- **Prompt**: An exact copy of all the data is required.
Content starts
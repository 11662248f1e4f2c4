//! Message catalogue sent from the daemon to the client.

use std::fmt;

use serde::{Deserialize, Serialize};
use vigil_core::ClimateReading;

pub(crate) const STATUS_PREFIX: &str = "현재 온도: ";
pub(crate) const STATUS_SEPARATOR: &str = "°C, 현재 습도: ";
pub(crate) const WARNING_PREFIX: &str = "온습도 경고: 온도=";
pub(crate) const WARNING_SEPARATOR: &str = "°C, 습도=";
pub(crate) const PERCENT_SUFFIX: &str = "%";
pub(crate) const TAMPER_TEXT: &str = "도난 감지됨!";

/// A single line on the daemon-to-client stream.
#[derive(Debug, Clone, Copy, PartialEq, Eq, Serialize, Deserialize)]
#[serde(tag = "type", rename_all = "snake_case")]
pub enum MonitorMessage {
    /// Sent on every climate poll
    ClimateStatus {
        /// The reading just taken
        reading: ClimateReading,
    },

    /// Sent after the status line when the reading is out of range
    ClimateWarning {
        /// The offending reading
        reading: ClimateReading,
    },

    /// Sent once per session when the motion alarm trips
    TamperDetected,
}

impl MonitorMessage {
    /// Creates a climate status message.
    pub fn climate_status(reading: ClimateReading) -> Self {
        Self::ClimateStatus { reading }
    }

    /// Creates a climate warning message.
    pub fn climate_warning(reading: ClimateReading) -> Self {
        Self::ClimateWarning { reading }
    }

    /// Creates a tamper alert message.
    pub fn tamper_detected() -> Self {
        Self::TamperDetected
    }

    /// Returns true for messages that signal a problem.
    pub fn is_alert(&self) -> bool {
        !matches!(self, MonitorMessage::ClimateStatus { .. })
    }
}

impl fmt::Display for MonitorMessage {
    fn fmt(&self, f: &mut fmt::Formatter<'_>) -> fmt::Result {
        match self {
            MonitorMessage::ClimateStatus { reading } => write!(
                f,
                "{STATUS_PREFIX}{}{STATUS_SEPARATOR}{}{PERCENT_SUFFIX}",
                reading.temperature_celsius, reading.humidity_percent
            ),
            MonitorMessage::ClimateWarning { reading } => write!(
                f,
                "{WARNING_PREFIX}{}{WARNING_SEPARATOR}{}{PERCENT_SUFFIX}",
                reading.temperature_celsius, reading.humidity_percent
            ),
            MonitorMessage::TamperDetected => f.write_str(TAMPER_TEXT),
        }
    }
}
//! vigil - watch the stream of a running vigil daemon
//!
//! Connects to `vigild`, waits for it with backoff if it is not up yet, and
//! prints every line it sends with a local timestamp. Logs go to stderr so
//! stdout carries only daemon lines.
//!
//! # Usage
//!
//! ```text
//! vigil                              # watch 127.0.0.1:8080
//! vigil --addr 192.168.0.20:8080     # watch a board on the LAN
//! vigil --json | jq .                # one JSON object per line
//! vigil --keepalive 30               # send "ping" every 30 seconds
//! ```

use std::env;
use std::io::{self, Write};
use std::time::Duration;

use anyhow::{Context, Result};
use clap::Parser;
use tokio::sync::mpsc;
use tokio_util::sync::CancellationToken;
use tracing::{error, info};
use tracing_subscriber::EnvFilter;

use vigil_client::client::DEFAULT_DAEMON_ADDR;
use vigil_client::{render, OutputFormat, WatchClient, WatchConfig, WatchEnd, WatchEvent};

/// vigil - watch a vigil daemon
#[derive(Parser, Debug)]
#[command(name = "vigil", version, about)]
struct Args {
    /// Daemon address as host:port [env: VIGIL_ADDR] [default: 127.0.0.1:8080]
    #[arg(long)]
    addr: Option<String>,

    /// Print one JSON object per message instead of text
    #[arg(long)]
    json: bool,

    /// Seconds between keep-alive pings (0 disables)
    #[arg(long, default_value_t = 0)]
    keepalive: u64,
}

#[tokio::main]
async fn main() -> Result<()> {
    let args = Args::parse();

    tracing_subscriber::fmt()
        .with_writer(io::stderr)
        .with_env_filter(
            EnvFilter::from_default_env()
                .add_directive("vigil=info".parse()?)
                .add_directive("vigil_client=info".parse()?),
        )
        .init();

    let addr = args
        .addr
        .or_else(|| env::var("VIGIL_ADDR").ok())
        .unwrap_or_else(|| DEFAULT_DAEMON_ADDR.to_string());
    let format = if args.json {
        OutputFormat::Json
    } else {
        OutputFormat::Text
    };

    let config = WatchConfig {
        addr,
        keepalive: (args.keepalive > 0).then(|| Duration::from_secs(args.keepalive)),
        ..Default::default()
    };

    let cancel_token = CancellationToken::new();
    let shutdown_token = cancel_token.clone();
    tokio::spawn(async move {
        if let Err(e) = tokio::signal::ctrl_c().await {
            error!(error = %e, "Error waiting for Ctrl+C");
            return;
        }
        info!("Interrupted");
        shutdown_token.cancel();
    });

    let (event_tx, mut event_rx) = mpsc::unbounded_channel();
    let client = WatchClient::new(config, event_tx, cancel_token);
    let watch_handle = tokio::spawn(async move { client.run().await });

    let mut stdout = io::stdout().lock();
    while let Some(event) = event_rx.recv().await {
        match &event {
            WatchEvent::Connected { addr } => info!(%addr, "Watching daemon"),
            WatchEvent::Disconnected => info!("Daemon connection closed"),
            WatchEvent::Message { .. } | WatchEvent::Unparsed { .. } => {}
        }

        if let Some(line) = render(&event, format)? {
            writeln!(stdout, "{line}").context("Failed to write to stdout")?;
            stdout.flush().context("Failed to flush stdout")?;
        }
    }

    let end = watch_handle
        .await
        .context("Watch task panicked")?
        .context("Connection to daemon failed")?;

    match end {
        WatchEnd::DaemonClosed => info!("Daemon ended the session"),
        WatchEnd::Cancelled => info!("Stopped watching"),
    }
    Ok(())
}
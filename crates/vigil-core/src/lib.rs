//! vigil core - shared domain types for the security monitor
//!
//! This crate holds the sensor data model and the alarm-decision rules
//! shared between the daemon (vigild) and the client (vigil).
//!
//! All code follows the panic-free policy: no `.unwrap()`, `.expect()`,
//! `panic!()`, `unreachable!()`, `todo!()`, or direct indexing `[i]`.

pub mod alarm;
pub mod climate;
pub mod error;
pub mod motion;

// Re-exports for convenience
pub use alarm::{AlarmLatch, AlertPattern, LatchPolicy, LOCK_ANGLE_CLOSED, TAMPER_ALERT};
pub use climate::ClimateReading;
pub use error::{DomainError, DomainResult};
pub use motion::{
    Axis, AxisTriplet, BaselinePolicy, Bus, MotionState, MotionVerdict, ACCEL_SCALE_DIVISOR,
    THRESHOLD,
};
Content ends
- **Finished task**:
repository 11662248f1e4f2c4
//! Message catalogue sent from the daemon to the client.

use std::fmt;

use serde::{Deserialize, Serialize};
use vigil_core::ClimateReading;

pub(crate) const STATUS_PREFIX: &str = "현재 온도: ";
pub(crate) const STATUS_SEPARATOR: &str = "°C, 현재 습도: ";
pub(crate) const WARNING_PREFIX: &str = "온습도 경고: 온도=";
pub(crate) const WARNING_SEPARATOR: &str = "°C, 습도=";
pub(crate) const PERCENT_SUFFIX: &str = "%";
pub(crate) const TAMPER_TEXT: &str = "도난 감지됨!";

/// A single line on the daemon-to-client stream.
#[derive(Debug, Clone, Copy, PartialEq, Eq, Serialize, Deserialize)]
#[serde(tag = "type", rename_all = "snake_case")]
pub enum MonitorMessage {
    /// Sent on every climate poll
    ClimateStatus {
        /// The reading just taken
        reading: ClimateReading,
    },

    /// Sent after the status line when the reading is out of range
    ClimateWarning {
        /// The offending reading
        reading: ClimateReading,
    },

    /// Sent once per session when the motion alarm trips
    TamperDetected,
}

impl MonitorMessage {
    /// Creates a climate status message.
    pub fn climate_status(reading: ClimateReading) -> Self {
        Self::ClimateStatus { reading }
    }

    /// Creates a climate warning message.
    pub fn climate_warning(reading: ClimateReading) -> Self {
        Self::ClimateWarning { reading }
    }

    /// Creates a tamper alert message.
    pub fn tamper_detected() -> Self {
        Self::TamperDetected
    }

    /// Returns true for messages that signal a problem.
    pub fn is_alert(&self) -> bool {
        !matches!(self, MonitorMessage::ClimateStatus { .. })
    }
}

impl fmt::Display for MonitorMessage {
    fn fmt(&self, f: &mut fmt::Formatter<'_>) -> fmt::Result {
        match self {
            MonitorMessage::ClimateStatus { reading } => write!(
                f,
                "{STATUS_PREFIX}{}{STATUS_SEPARATOR}{}{PERCENT_SUFFIX}",
                reading.temperature_celsius, reading.humidity_percent
            ),
            MonitorMessage::ClimateWarning { reading } => write!(
                f,
                "{WARNING_PREFIX}{}{WARNING_SEPARATOR}{}{PERCENT_SUFFIX}",
                reading.temperature_celsius, reading.humidity_percent
            ),
            MonitorMessage::TamperDetected => f.write_str(TAMPER_TEXT),
        }
    }
}
//! vigil - watch the stream of a running vigil daemon
//!
//! Connects to `vigild`, waits for it with backoff if it is not up yet, and
//! prints every line it sends with a local timestamp. Logs go to stderr so
//! stdout carries only daemon lines.
//!
//! # Usage
//!
//! ```text
//! vigil                              # watch 127.0.0.1:8080
//! vigil --addr 192.168.0.20:8080     # watch a board on the LAN
//! vigil --json | jq .                # one JSON object per line
//! vigil --keepalive 30               # send "ping" every 30 seconds
//! ```

use std::env;
use std::io::{self, Write};
use std::time::Duration;

use anyhow::{Context, Result};
use clap::Parser;
use tokio::sync::mpsc;
use tokio_util::sync::CancellationToken;
use tracing::{error, info};
use tracing_subscriber::EnvFilter;

use vigil_client::client::DEFAULT_DAEMON_ADDR;
use vigil_client::{render, OutputFormat, WatchClient, WatchConfig, WatchEnd, WatchEvent};

/// vigil - watch a vigil daemon
#[derive(Parser, Debug)]
#[command(name = "vigil", version, about)]
struct Args {
    /// Daemon address as host:port [env: VIGIL_ADDR] [default: 127.0.0.1:8080]
    #[arg(long)]
    addr: Option<String>,

    /// Print one JSON object per message instead of text
    #[arg(long)]
    json: bool,

    /// Seconds between keep-alive pings (0 disables)
    #[arg(long, default_value_t = 0)]
    keepalive: u64,
}

#[tokio::main]
async fn main() -> Result<()> {
    let args = Args::parse();

    tracing_subscriber::fmt()
        .with_writer(io::stderr)
        .with_env_filter(
            EnvFilter::from_default_env()
                .add_directive("vigil=info".parse()?)
                .add_directive("vigil_client=info".parse()?),
        )
        .init();

    let addr = args
        .addr
        .or_else(|| env::var("VIGIL_ADDR").ok())
        .unwrap_or_else(|| DEFAULT_DAEMON_ADDR.to_string());
    let format = if args.json {
        OutputFormat::Json
    } else {
        OutputFormat::Text
    };

    let config = WatchConfig {
        addr,
        keepalive: (args.keepalive > 0).then(|| Duration::from_secs(args.keepalive)),
        ..Default::default()
    };

    let cancel_token = CancellationToken::new();
    let shutdown_token = cancel_token.clone();
    tokio::spawn(async move {
        if let Err(e) = tokio::signal::ctrl_c().await {
            error!(error = %e, "Error waiting for Ctrl+C");
            return;
        }
        info!("Interrupted");
        shutdown_token.cancel();
    });

    let (event_tx, mut event_rx) = mpsc::unbounded_channel();
    let client = WatchClient::new(config, event_tx, cancel_token);
    let watch_handle = tokio::spawn(async move { client.run().await });

    let mut stdout = io::stdout().lock();
    while let Some(event) = event_rx.recv().await {
        match &event {
            WatchEvent::Connected { addr } => info!(%addr, "Watching daemon"),
            WatchEvent::Disconnected => info!("Daemon connection closed"),
            WatchEvent::Message { .. } | WatchEvent::Unparsed { .. } => {}
        }

        if let Some(line) = render(&event, format)? {
            writeln!(stdout, "{line}").context("Failed to write to stdout")?;
            stdout.flush().context("Failed to flush stdout")?;
        }
    }

    let end = watch_handle
        .await
        .context("Watch task panicked")?
        .context("Connection to daemon failed")?;

    match end {
        WatchEnd::DaemonClosed => info!("Daemon ended the session"),
        WatchEnd::Cancelled => info!("Stopped watching"),
    }
    Ok(())
}
filename crates/vigil-core/src/lib.rs
//! vigil core - shared domain types for the security monitor
//!
//! This crate holds the sensor data model and the alarm-decision rules
//! shared between the daemon (vigild) and the client (vigil).
//!
//! All code follows the panic-free policy: no `.unwrap()`, `.expect()`,
//! `panic!()`, `unreachable!()`, `todo!()`, or direct indexing `[i]`.

pub mod alarm;
pub mod climate;
pub mod error;
pub mod motion;

// Re-exports for convenience
pub use alarm::{AlarmLatch, AlertPattern, LatchPolicy, LOCK_ANGLE_CLOSED, TAMPER_ALERT};
pub use climate::ClimateReading;
pub use error::{DomainError, DomainResult};
pub use motion::{
    Axis, AxisTriplet, BaselinePolicy, Bus, MotionState, MotionVerdict, ACCEL_SCALE_DIVISOR,
    THRESHOLD,
};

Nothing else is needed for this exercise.